A CSP was notoriously expressed in the testicles (see Results). Since the sequenced tissue for that library should include the ejaculatory bulb, we checked whether that CSP is a locust homolog of the ejaculatory bulb specific protein III (EBP3, accession number U08281)—a protein that seems to be homologous to CSPs41, 44, 48. We built an amino acids phylogeny adding EBP3 sequences from the pea aphid (ApisEBP3, accession number NP_001156287.1), the red floor beetle (TcasEBP3, accession number XP_008196341.1) and the fruit fly (DmelEBP3, accession number NP_524966.1). We used the same methodology and software as detailed earlier and we included an odorant binding protein from L. migratoria (LmigOBP, accession number ACI30696.1) as outgroup.

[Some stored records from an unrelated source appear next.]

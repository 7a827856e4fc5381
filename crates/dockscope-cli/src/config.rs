use crate::error::{CliError, Result};
use dockscope::core::analysis::interactions::PoseScope;
use dockscope::engine::config::{AnalysisConfig, AnalysisConfigBuilder};
use serde::Deserialize;
use std::path::Path;
use tracing::debug;

#[derive(Deserialize, Debug, Default)]
#[serde(deny_unknown_fields)]
struct PartialAnalysisSection {
    /// 1-based model number.
    #[serde(rename = "reference-model")]
    reference_model: Option<usize>,
    #[serde(rename = "box-padding")]
    box_padding: Option<f64>,
}

#[derive(Deserialize, Debug, Default)]
#[serde(deny_unknown_fields)]
struct PartialInteractionsSection {
    scope: Option<PoseScope>,
    #[serde(rename = "enabled-types")]
    enabled_types: Option<Vec<String>>,
}

#[derive(Deserialize, Debug, Default)]
#[serde(deny_unknown_fields)]
struct PartialPlaybackSection {
    #[serde(rename = "interval-ms")]
    interval_ms: Option<u64>,
}

/// Analysis settings as read from a TOML file; every key is optional.
#[derive(Deserialize, Debug, Default)]
#[serde(deny_unknown_fields)]
pub struct PartialAnalysisConfig {
    analysis: Option<PartialAnalysisSection>,
    interactions: Option<PartialInteractionsSection>,
    playback: Option<PartialPlaybackSection>,
}

/// Values given as subcommand flags. They win over `--set` and the file.
#[derive(Debug, Default, Clone)]
pub struct CliOverrides {
    pub reference_model: Option<usize>,
    pub box_padding: Option<f64>,
    pub pose_scope: Option<PoseScope>,
    pub enabled_types: Option<Vec<String>>,
    pub interval_ms: Option<u64>,
}

fn parse_value<T: std::str::FromStr>(key: &str, value: &str, kind: &str) -> Result<T> {
    value
        .trim()
        .parse()
        .map_err(|_| CliError::Config(format!("Invalid {} value for {}: {}", kind, key, value)))
}

impl PartialAnalysisConfig {
    pub fn from_file(path: &Path) -> Result<Self> {
        debug!("Loading configuration from file: {:?}", path);
        let content = std::fs::read_to_string(path)?;
        Self::from_toml(&content).map_err(|e| CliError::FileParsing {
            path: path.to_path_buf(),
            source: e.into(),
        })
    }

    pub fn from_toml(content: &str) -> std::result::Result<Self, toml::de::Error> {
        toml::from_str(content)
    }

    /// Reads `path` if given, otherwise starts from an empty config.
    pub fn load(path: Option<&Path>) -> Result<Self> {
        match path {
            Some(path) => Self::from_file(path),
            None => Ok(Self::default()),
        }
    }

    pub fn merge_with_cli(
        mut self,
        overrides: &CliOverrides,
        set_values: &[String],
    ) -> Result<AnalysisConfig> {
        self.apply_set_values(set_values)?;

        let analysis = self.analysis.take().unwrap_or_default();
        let interactions = self.interactions.take().unwrap_or_default();
        let playback = self.playback.take().unwrap_or_default();

        let mut builder = AnalysisConfigBuilder::new();

        match overrides.reference_model.or(analysis.reference_model) {
            Some(0) => {
                return Err(CliError::Config(
                    "`analysis.reference-model` is 1-based; 0 is not a model number.".to_string(),
                ));
            }
            Some(model) => builder = builder.reference_pose(Some(model - 1)),
            None => {}
        }
        if let Some(padding) = overrides.box_padding.or(analysis.box_padding) {
            builder = builder.box_padding(padding);
        }
        if let Some(scope) = overrides.pose_scope.or(interactions.scope) {
            builder = builder.pose_scope(scope);
        }
        if let Some(types) = overrides
            .enabled_types
            .clone()
            .or(interactions.enabled_types)
        {
            builder = builder.enabled_types(types);
        }
        if let Some(ms) = overrides.interval_ms.or(playback.interval_ms) {
            builder = builder.autoplay_interval_ms(ms);
        }

        Ok(builder.build()?)
    }

    fn apply_set_values(&mut self, set_values: &[String]) -> Result<()> {
        for kv_pair in set_values {
            let Some((key, value_str)) = kv_pair.split_once('=') else {
                return Err(CliError::Config(format!(
                    "Invalid --set format: '{}'. Expected KEY=VALUE.",
                    kv_pair
                )));
            };

            match key.trim() {
                "analysis.reference-model" => {
                    self.analysis
                        .get_or_insert_with(Default::default)
                        .reference_model = Some(parse_value(key, value_str, "integer")?);
                }
                "analysis.box-padding" => {
                    self.analysis.get_or_insert_with(Default::default).box_padding =
                        Some(parse_value(key, value_str, "float")?);
                }
                "interactions.scope" => {
                    let scope = match value_str.trim() {
                        "global" => PoseScope::Global,
                        "by-position" => PoseScope::ByPosition,
                        other => {
                            return Err(CliError::Config(format!(
                                "Invalid scope for {}: '{}'. Expected 'global' or 'by-position'.",
                                key, other
                            )));
                        }
                    };
                    self.interactions
                        .get_or_insert_with(Default::default)
                        .scope = Some(scope);
                }
                "playback.interval-ms" => {
                    self.playback.get_or_insert_with(Default::default).interval_ms =
                        Some(parse_value(key, value_str, "integer")?);
                }
                _ => {
                    return Err(CliError::Config(format!(
                        "Unsupported configuration key for --set: '{}'",
                        key
                    )));
                }
            }
        }
        Ok(())
    }
}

qPCRs were carried out for complementing and double-checking the RNA-seq results. We designed primers from the non-conserved regions of the CSPs in order to avoid non-specific amplification. This way we obtained primers for six putative L. migratoria CSPs (Table S13). We used RNAzol RT (Molecular Research Center, Inc.) for extracting total RNAs from the heads of eight L. migratoria adults (four gregarious and four solitarious), eight L. migratoria 4th instar nymphs (four gregarious and four solitarious) and eight S. gregaria 4th instar nymphs (four gregarious and four solitarious) as well as from the central nervous system tissues of S. gregaria adults (five gregarious and five solitarious). Residual gDNA was removed by DNAse I (Sigma-Aldritch) treatment and 16 cDNA libraries were separately synthesized in 20 µL reaction volumes using 1 µg of each total RNA and Superscript III RT kit (Invitrogen). qPCRs were carried out using 5 µL of the SensiMix SYBR kit mix (Bioline), 5 µL of 1:50 dilutions of the synthesized cDNA, 1 µL of each primer (10 pmol) and 3 µL of RNAse-free distilled water. The cycling conditions were 95 °C for 10 min, then 40 cycles of 94 °C for 15 s, 60 °C for 15 s, and 72 °C for 15 s. The plate-reads were taken after each extension (i.e., 72 °C) step. Melting curves were built between each 72 °C and 95 °C step, with a plate-read every 1 °C, in order to verify that only a single DNA product was amplified. We used DNA Engine Peltier Thermal Cycler with a Chromo4 continuous fluorescence detector (Bio Rad) and the quantification was carried out using the delta Ct method, according to ref. 78. We used the GeNorm software (Primer Design, Ltd., Southampton University, Highfield Campus, Southampton Haunts, UK) and the housekeeping genes in refs 79 and 80 for selecting the most stable ones between locust phases. These were tubulin A1 for S. gregaria and ribosomal protein 49 for L. migratoria (primers in Supplementary Table S13). Each experimental and housekeeping gene was tested in triplicate for each cDNA.